(Required work):
Every entry that follows should be written out again exactly.

*** Begin section ***

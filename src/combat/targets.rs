//! Target numbers for hit, wound and save checks
//!
//! Every function here is pure. A missing stat yields `None`, never an
//! assumed average; callers render that as "missing".

use crate::core::types::{Section, TargetNumber};
use crate::records::{parse_save, UnitRecord, WeaponRecord};
use serde::{Deserialize, Serialize};

/// Strength vs Toughness wound target
///
/// S ≥ 2T → 2+, S > T → 3+, S = T → 4+, 2S ≤ T → 6+, otherwise 5+.
/// Zero on either side means the stat is missing.
pub fn wound_target(strength: u32, toughness: u32) -> Option<TargetNumber> {
    if strength == 0 || toughness == 0 {
        return None;
    }
    let (s, t) = (strength as u64, toughness as u64);
    let target = if s >= 2 * t {
        2
    } else if s > t {
        3
    } else if s == t {
        4
    } else if 2 * s <= t {
        6
    } else {
        5
    };
    Some(TargetNumber::clamped(target))
}

/// Human label for the wound rule that applied
pub fn explain_wound_rule(strength: u32, toughness: u32) -> Option<&'static str> {
    let target = wound_target(strength, toughness)?;
    Some(match target.value() {
        2 => "S ≥ 2T → 2+",
        3 => "S > T → 3+",
        4 => "S = T → 4+",
        6 => "S ≤ T/2 → 6+",
        _ => "S < T → 5+",
    })
}

/// `(7 - target) / 6` clamped to `[0, 1]`; `None` for a target below 2
pub fn probability_from_target(target: i64) -> Option<f64> {
    if target < 2 {
        return None;
    }
    Some(((7 - target) as f64 / 6.0).clamp(0.0, 1.0))
}

/// Worsen an armour save by |AP|, clamped to `[2, 6]`
pub fn apply_ap(armour: Option<TargetNumber>, ap: i32) -> Option<TargetNumber> {
    armour.map(|save| TargetNumber::clamped(save.value() as i64 + (ap as i64).abs()))
}

/// Parse an armour save ("3+", "3") and apply AP; `None` without a save
pub fn apply_ap_to_save(armour_save: Option<&str>, ap: i32) -> Option<TargetNumber> {
    apply_ap(armour_save.and_then(parse_save), ap)
}

/// Better (lower) of armour-after-AP and the invulnerable save
pub fn best_save_target_after_ap(
    armour_save: Option<&str>,
    ap: i32,
    invulnerable_save: Option<&str>,
) -> Option<TargetNumber> {
    let armour = apply_ap_to_save(armour_save, ap);
    let invulnerable = invulnerable_save.and_then(parse_save);
    match (armour, invulnerable) {
        (Some(a), Some(i)) => Some(a.min(i)),
        (a, i) => a.or(i),
    }
}

/// Which save the defender ends up rolling
#[derive(Debug, Clone, Copy, PartialEq, Eq, Hash, Serialize, Deserialize)]
#[serde(rename_all = "lowercase")]
pub enum SaveKind {
    Armour,
    Invulnerable,
}

/// Full save picture for one weapon against one defender
#[derive(Debug, Clone, Copy, PartialEq, Eq, Default, Serialize, Deserialize)]
pub struct SaveBreakdown {
    pub armour_after_ap: Option<TargetNumber>,
    pub invulnerable: Option<TargetNumber>,
    pub best: Option<TargetNumber>,
    pub used: Option<SaveKind>,
}

/// Save breakdown from parsed saves; the invulnerable wins ties
pub fn defender_save(
    armour: Option<TargetNumber>,
    ap: i32,
    invulnerable: Option<TargetNumber>,
) -> SaveBreakdown {
    let armour_after_ap = apply_ap(armour, ap);
    let (best, used) = match (armour_after_ap, invulnerable) {
        (a, Some(i)) if a.map_or(true, |a| i <= a) => (Some(i), Some(SaveKind::Invulnerable)),
        (Some(a), _) => (Some(a), Some(SaveKind::Armour)),
        _ => (None, None),
    };
    SaveBreakdown {
        armour_after_ap,
        invulnerable,
        best,
        used,
    }
}

/// Save breakdown from raw save text
pub fn compute_defender_save(
    armour_save: Option<&str>,
    ap: i32,
    invulnerable_save: Option<&str>,
) -> SaveBreakdown {
    defender_save(
        armour_save.and_then(parse_save),
        ap,
        invulnerable_save.and_then(parse_save),
    )
}

/// Hit target: weapon skill if valid, else BS (ranged) or WS (melee)
///
/// Skills outside `[2, 6]` are treated as absent rather than clamped.
pub fn resolve_hit_target(
    weapon: &WeaponRecord,
    attacker: &UnitRecord,
    section: Section,
) -> Option<TargetNumber> {
    let weapon_skill = weapon.skill.and_then(|s| TargetNumber::within_range(s as i64));
    weapon_skill.or_else(|| {
        let base = match section {
            Section::Ranged => attacker.ballistic_skill,
            Section::Melee => attacker.weapon_skill,
        };
        base.and_then(|s| TargetNumber::within_range(s as i64))
    })
}

/// Weapon strength, falling back to the attacker's own strength
pub fn effective_strength(weapon: &WeaponRecord, attacker: &UnitRecord) -> Option<u32> {
    weapon
        .strength
        .filter(|&s| s > 0)
        .or(attacker.strength.filter(|&s| s > 0))
}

*** End section ***

(Answer box):
filename src/combat/targets.rs
//! Target numbers for hit, wound and save checks
//!
//! Every function here is pure. A missing stat yields `None`, never an
//! assumed average; callers render that as "missing".

use crate::core::types::{Section, TargetNumber};
use crate::records::{parse_save, UnitRecord, WeaponRecord};
use serde::{Deserialize, Serialize};

/// Strength vs Toughness wound target
///
/// S ≥ 2T → 2+, S > T → 3+, S = T → 4+, 2S ≤ T → 6+, otherwise 5+.
/// Zero on either side means the stat is missing.
pub fn wound_target(strength: u32, toughness: u32) -> Option<TargetNumber> {
    if strength == 0 || toughness == 0 {
        return None;
    }
    let (s, t) = (strength as u64, toughness as u64);
    let target = if s >= 2 * t {
        2
    } else if s > t {
        3
    } else if s == t {
        4
    } else if 2 * s <= t {
        6
    } else {
        5
    };
    Some(TargetNumber::clamped(target))
}

/// Human label for the wound rule that applied
pub fn explain_wound_rule(strength: u32, toughness: u32) -> Option<&'static str> {
    let target = wound_target(strength, toughness)?;
    Some(match target.value() {
        2 => "S ≥ 2T → 2+",
        3 => "S > T → 3+",
        4 => "S = T → 4+",
        6 => "S ≤ T/2 → 6+",
        _ => "S < T → 5+",
    })
}

/// `(7 - target) / 6` clamped to `[0, 1]`; `None` for a target below 2
pub fn probability_from_target(target: i64) -> Option<f64> {
    if target < 2 {
        return None;
    }
    Some(((7 - target) as f64 / 6.0).clamp(0.0, 1.0))
}

/// Worsen an armour save by |AP|, clamped to `[2, 6]`
pub fn apply_ap(armour: Option<TargetNumber>, ap: i32) -> Option<TargetNumber> {
    armour.map(|save| TargetNumber::clamped(save.value() as i64 + (ap as i64).abs()))
}

/// Parse an armour save ("3+", "3") and apply AP; `None` without a save
pub fn apply_ap_to_save(armour_save: Option<&str>, ap: i32) -> Option<TargetNumber> {
    apply_ap(armour_save.and_then(parse_save), ap)
}

/// Better (lower) of armour-after-AP and the invulnerable save
pub fn best_save_target_after_ap(
    armour_save: Option<&str>,
    ap: i32,
    invulnerable_save: Option<&str>,
) -> Option<TargetNumber> {
    let armour = apply_ap_to_save(armour_save, ap);
    let invulnerable = invulnerable_save.and_then(parse_save);
    match (armour, invulnerable) {
        (Some(a), Some(i)) => Some(a.min(i)),
        (a, i) => a.or(i),
    }
}

/// Which save the defender ends up rolling
#[derive(Debug, Clone, Copy, PartialEq, Eq, Hash, Serialize, Deserialize)]
#[serde(rename_all = "lowercase")]
pub enum SaveKind {
    Armour,
    Invulnerable,
}

/// Full save picture for one weapon against one defender
#[derive(Debug, Clone, Copy, PartialEq, Eq, Default, Serialize, Deserialize)]
pub struct SaveBreakdown {
    pub armour_after_ap: Option<TargetNumber>,
    pub invulnerable: Option<TargetNumber>,
    pub best: Option<TargetNumber>,
    pub used: Option<SaveKind>,
}

/// Save breakdown from parsed saves; the invulnerable wins ties
pub fn defender_save(
    armour: Option<TargetNumber>,
    ap: i32,
    invulnerable: Option<TargetNumber>,
) -> SaveBreakdown {
    let armour_after_ap = apply_ap(armour, ap);
    let (best, used) = match (armour_after_ap, invulnerable) {
        (a, Some(i)) if a.map_or(true, |a| i <= a) => (Some(i), Some(SaveKind::Invulnerable)),
        (Some(a), _) => (Some(a), Some(SaveKind::Armour)),
        _ => (None, None),
    };
    SaveBreakdown {
        armour_after_ap,
        invulnerable,
        best,
        used,
    }
}

/// Save breakdown from raw save text
pub fn compute_defender_save(
    armour_save: Option<&str>,
    ap: i32,
    invulnerable_save: Option<&str>,
) -> SaveBreakdown {
    defender_save(
        armour_save.and_then(parse_save),
        ap,
        invulnerable_save.and_then(parse_save),
    )
}

/// Hit target: weapon skill if valid, else BS (ranged) or WS (melee)
///
/// Skills outside `[2, 6]` are treated as absent rather than clamped.
pub fn resolve_hit_target(
    weapon: &WeaponRecord,
    attacker: &UnitRecord,
    section: Section,
) -> Option<TargetNumber> {
    let weapon_skill = weapon.skill.and_then(|s| TargetNumber::within_range(s as i64));
    weapon_skill.or_else(|| {
        let base = match section {
            Section::Ranged => attacker.ballistic_skill,
            Section::Melee => attacker.weapon_skill,
        };
        base.and_then(|s| TargetNumber::within_range(s as i64))
    })
}

/// Weapon strength, falling back to the attacker's own strength
pub fn effective_strength(weapon: &WeaponRecord, attacker: &UnitRecord) -> Option<u32> {
    weapon
        .strength
        .filter(|&s| s > 0)
        .or(attacker.strength.filter(|&s| s > 0))
}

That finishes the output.